Monday, 10 Aug 2020
Temukan Kami di :
News

Bela Djoko Tjandra, Eks Pengacara Jessica 'Sianida' : Orang Minta Tolong Ya Dibantu

Ya orang minta tolong tentu ya kita perhatikan untuk dibantukan, nggak ada yang salah

Aisyah Isyana - 02/08/2020 09:29

Beritacenter.COM - Pengacara kenamaan Otto Hasibuan mengaku memutuskan untuk menjadi pengacara Djoko Tjandra, karena diminta tolong keluarga terpidana kasus hak tagih (cessie) Bank Bali itu. Eks pengacara Jessica Kumala Wongso dalam kasus 'kopi sianida' itu mengaku tak ada yang salah dengan hal tersebut.

"Ya orang minta tolong tentu ya kita perhatikan untuk dibantukan, nggak ada yang salah," kata Otto Hasibuan kepada wartawan, Sabtu (1/8/2020).

Otto pun merasa dirinya tak memiliki alasan untuk menolak mendampingi Djoko Tjandra. Terlebih, dia juga telah menyambangi Rutan Salemba cabang Bareskrim, Sabtu (1/8), untuk betemu dan berbicara langsung dengan Djoko Tjandra.

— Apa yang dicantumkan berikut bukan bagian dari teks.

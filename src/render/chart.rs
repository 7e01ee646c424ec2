//! Scan-line chart of fiat profitability over the retained history.
//!
//! Each column is one snapshot, each row a value band; row 0 is the top of
//! the value range. Consecutive samples of a coin are joined with rounded
//! box-drawing corners and vertical runs.

use super::format::{coin_color, COLOR_BOLD, COLOR_DIM, COLOR_RESET};
use crate::models::Snapshot;
use chrono::{Local, TimeZone};
use std::collections::BTreeSet;
use std::fmt::Write;
use std::ops::Range;

pub const CHART_HEIGHT: usize = 15;
pub const CHART_WIDTH: usize = 60;

pub const GLYPH_BLANK: char = ' ';
pub const GLYPH_FLAT: char = '─';
pub const GLYPH_VERTICAL: char = '│';
pub const GLYPH_RISE_ARRIVE: char = '╭';
pub const GLYPH_RISE_DEPART: char = '╯';
pub const GLYPH_FALL_ARRIVE: char = '╰';
pub const GLYPH_FALL_DEPART: char = '╮';
pub const GLYPH_MINING: char = '●';
pub const GLYPH_SWITCH: char = '┊';

/// One character of the chart body
#[derive(Debug, Clone, Copy, PartialEq, Eq)]
pub struct Cell {
    pub glyph: char,
    pub color: Option<&'static str>,
}

impl Cell {
    const BLANK: Cell = Cell {
        glyph: GLYPH_BLANK,
        color: None,
    };

    pub fn is_blank(&self) -> bool {
        self.glyph == GLYPH_BLANK
    }
}

/// Glyphs joining a sample at `from_row` in the previous column to one at `to_row`.
///
/// `origin` and `fill` only go into blank cells; `destination` is always drawn.
#[derive(Debug, Clone, PartialEq, Eq)]
pub struct Connector {
    pub origin: Option<(usize, char)>,
    pub fill: Range<usize>,
    pub destination: char,
}

pub fn connector(from_row: usize, to_row: usize) -> Connector {
    if to_row < from_row {
        Connector {
            origin: Some((from_row, GLYPH_RISE_DEPART)),
            fill: to_row + 1..from_row,
            destination: GLYPH_RISE_ARRIVE,
        }
    } else if to_row > from_row {
        Connector {
            origin: Some((from_row, GLYPH_FALL_DEPART)),
            fill: from_row + 1..to_row,
            destination: GLYPH_FALL_ARRIVE,
        }
    } else {
        Connector {
            origin: None,
            fill: to_row..to_row,
            destination: GLYPH_FLAT,
        }
    }
}

/// Value range mapped onto the chart rows
#[derive(Debug, Clone, Copy, PartialEq)]
pub struct Scale {
    pub min: f64,
    pub max: f64,
    pub range: f64,
}

impl Scale {
    /// Fit every fiat value in `snapshots`, with 5% headroom and a zero floor for positive data
    pub fn fit(snapshots: &[Snapshot]) -> Self {
        let (mut min, mut max) = snapshots
            .iter()
            .flat_map(|s| s.values.values().copied())
            .filter(|v| v.is_finite())
            .fold(None, |acc: Option<(f64, f64)>, v| match acc {
                Some((lo, hi)) => Some((lo.min(v), hi.max(v))),
                None => Some((v, v)),
            })
            .unwrap_or((0.0, 0.0));

        let mut range = max - min;
        if range == 0.0 {
            range = 1.0;
        }
        max += range * 0.05;
        if min > 0.0 {
            min = 0.0;
        }
        range = max - min;
        if range <= 0.0 {
            range = 1.0;
        }

        Self { min, max, range }
    }

    /// Row for `value`; 0 is the top (max), `height - 1` the bottom (min)
    pub fn row(&self, value: f64, height: usize) -> usize {
        let last = height.saturating_sub(1) as f64;
        let row = (last * (1.0 - (value - self.min) / self.range)).round();
        row.clamp(0.0, last) as usize
    }

    /// Value shown on the axis at `row`
    pub fn label(&self, row: usize, height: usize) -> f64 {
        let last = height.saturating_sub(1).max(1) as f64;
        self.max - row as f64 / last * self.range
    }
}

/// Chart body, `height` rows by one column per snapshot
#[derive(Debug, Clone)]
pub struct Grid {
    rows: Vec<Vec<Cell>>,
    width: usize,
}

impl Grid {
    pub fn new(height: usize, width: usize) -> Self {
        Self {
            rows: vec![vec![Cell::BLANK; width]; height],
            width,
        }
    }

    pub fn height(&self) -> usize {
        self.rows.len()
    }

    pub fn width(&self) -> usize {
        self.width
    }

    pub fn get(&self, row: usize, col: usize) -> Cell {
        self.rows[row][col]
    }

    /// Glyphs of one column, top to bottom
    pub fn column(&self, col: usize) -> Vec<char> {
        self.rows.iter().map(|r| r[col].glyph).collect()
    }

    fn set(&mut self, row: usize, col: usize, glyph: char, color: &'static str) {
        self.rows[row][col] = Cell {
            glyph,
            color: Some(color),
        };
    }

    fn set_if_blank(&mut self, row: usize, col: usize, glyph: char, color: &'static str) {
        if self.rows[row][col].is_blank() {
            self.set(row, col, glyph, color);
        }
    }
}

/// Every ticker with a fiat value in any snapshot, sorted
pub fn collect_tickers(snapshots: &[Snapshot]) -> Vec<String> {
    snapshots
        .iter()
        .flat_map(|s| s.values.keys().cloned())
        .collect::<BTreeSet<_>>()
        .into_iter()
        .collect()
}

/// Plot `tickers` (colored by their index) over `snapshots`, then overlay switch markers
pub fn build_grid(snapshots: &[Snapshot], tickers: &[String], scale: &Scale, height: usize) -> Grid {
    let mut grid = Grid::new(height, snapshots.len());

    for (index, ticker) in tickers.iter().enumerate() {
        let color = coin_color(index);
        let mut previous_row: Option<usize> = None;

        for (col, snapshot) in snapshots.iter().enumerate() {
            let Some(value) = snapshot.values.get(ticker) else {
                previous_row = None;
                continue;
            };
            let row = scale.row(*value, height);

            let mut glyph = GLYPH_FLAT;
            if let Some(from_row) = previous_row {
                let joint = connector(from_row, row);
                if let Some((origin_row, origin_glyph)) = joint.origin {
                    grid.set_if_blank(origin_row, col, origin_glyph, color);
                }
                for r in joint.fill {
                    grid.set_if_blank(r, col, GLYPH_VERTICAL, color);
                }
                glyph = joint.destination;
            }

            if snapshot.is_mining(ticker) {
                glyph = GLYPH_MINING;
            }
            grid.set(row, col, glyph, color);
            previous_row = Some(row);
        }
    }

    for (col, snapshot) in snapshots.iter().enumerate() {
        if snapshot.switched {
            for row in 0..height {
                grid.set_if_blank(row, col, GLYPH_SWITCH, COLOR_DIM);
            }
        }
    }

    grid
}

/// Start and end time labels, the end one right-aligned to `width`
pub fn time_axis(first: &str, last: &str, width: usize) -> String {
    let pad = width.saturating_sub(first.len() + last.len()).max(1);
    format!("{}{}{}", first, " ".repeat(pad), last)
}

/// Render the most recent `CHART_WIDTH` snapshots in local time; empty when fewer than two exist
pub fn render_chart(snapshots: &[Snapshot], fiat_currency: &str) -> String {
    render_chart_in(snapshots, fiat_currency, &Local)
}

/// Same as [`render_chart`] with time labels shown in `tz`
pub fn render_chart_in<Tz>(snapshots: &[Snapshot], fiat_currency: &str, tz: &Tz) -> String
where
    Tz: TimeZone,
    Tz::Offset: std::fmt::Display,
{
    if snapshots.len() < 2 {
        return String::new();
    }

    let tickers = collect_tickers(snapshots);
    let window = &snapshots[snapshots.len().saturating_sub(CHART_WIDTH)..];
    let scale = Scale::fit(window);
    let grid = build_grid(window, &tickers, &scale, CHART_HEIGHT);

    let mut out = String::new();
    let _ = writeln!(
        out,
        "\n  {}Profitability Chart ({}/day){}",
        COLOR_BOLD,
        fiat_currency.to_uppercase(),
        COLOR_RESET
    );

    for row in 0..grid.height() {
        if row == 0 || row == grid.height() - 1 || row == grid.height() / 2 {
            let _ = write!(out, "  {:10.6} │", scale.label(row, grid.height()));
        } else {
            out.push_str("             │");
        }
        for col in 0..grid.width() {
            let cell = grid.get(row, col);
            match cell.color {
                Some(color) => {
                    let _ = write!(out, "{}{}{}", color, cell.glyph, COLOR_RESET);
                }
                None => out.push(cell.glyph),
            }
        }
        out.push('\n');
    }

    let _ = writeln!(out, "             └{}", GLYPH_FLAT.to_string().repeat(grid.width()));

    if let (Some(first), Some(last)) = (window.first(), window.last()) {
        let first = first.timestamp.with_timezone(tz).format("%H:%M").to_string();
        let last = last.timestamp.with_timezone(tz).format("%H:%M").to_string();
        let _ = writeln!(out, "              {}", time_axis(&first, &last, grid.width()));
    }

    out.push_str("  ");
    for (index, ticker) in tickers.iter().enumerate() {
        let _ = write!(out, " {}{}{} {}", coin_color(index), GLYPH_MINING, COLOR_RESET, ticker);
    }
    let _ = writeln!(out, "   {}{}{} = switch\n", COLOR_DIM, GLYPH_SWITCH, COLOR_RESET);

    out
}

Setelah datang dan berbicara soal kasus yang akan ditanganinya, barulah Otto mendapatkan surat kuasa untuk menjadi pengacara Djoko Tjandra.

"Karena, begini, saya belum bertemu dia, sementara ini tidak ada alasan yang kuat untuk menolak perkara ini, sementara ini, tapi nanti saya ketemu dulu dengan dia kan, saya harus ketemu dulu. Kita kan ketemu dulu, baru diskusi, apa yang harus saya tangani, kan itu tergantung gitu loh," ucapnya.

Selain itu, Otto juga menyinggung soal kode etik pengacara yang tak diperkenankan menolak suatu perkara hukum. Dia juga menjelaskan alasan pengacara tak boleh menolak suatu perkara.

"Seorang lawyer itu di dalam kode etik advokat itu tidak boleh menolak perkara dengan alasan yang tidak tertentu, umpamanya kita menolak perkara itu kalo alasannya ada beberapa, satu, kalau kita tidak expert di bidangnya itu boleh menolak perkara. Kedua, ada konflik of interest. Ketiga, itu bertentangan dengan hati nurani. Tiga alasan inilah yang bisa bagi advokat untuk menolak, di luar itu tidak boleh menolak, perbedaan politik, sikap agama, suku, itu tidak boleh untuk alasan menolak," beber Otto.

Sebagaimana diketahui, nama pengacara kondang Otto Hasibuan sempat melejit saat dirinya menjadi pengacara Jessica Kumala Wongso dalam kasus kopi sianida 2016 lalu. Sementara untuk kasus Djoko Tjandra, Otto mengaku tak memandang besar atau kecil kasusnya, namun menyorot kepentingan hukum.

"Kita kan nggak tahu kan, bagi saya kan besar-kecil (kasus) bagi kitakan nggak ada bedanya kan, kita hanya melihat kasus hukumnya kan. Jadi kita melihat kepentingan hukumnya ini yang harus patut dibelakan, ya tentunya saya tahu artinya orang selama ini melihat dia (Djoko Tjandra) ini wah dianggap buron dan sebagainya orang heboh," sebut Otto.

"Nah tentunya saya harus melihat kasus ini mana yang harus saya bela, kan saya harus tahukan, dan kita kan hendak meluruskan hukumnya kan, tidak membengkokkan. Jadi dalam rangka menegakkan hukum, karena negara punya hak menuntut melalui jaksa, maka rakyat juga harus mempunyai hak untuk dibela, yaitu melalui advokat," imbuhnya.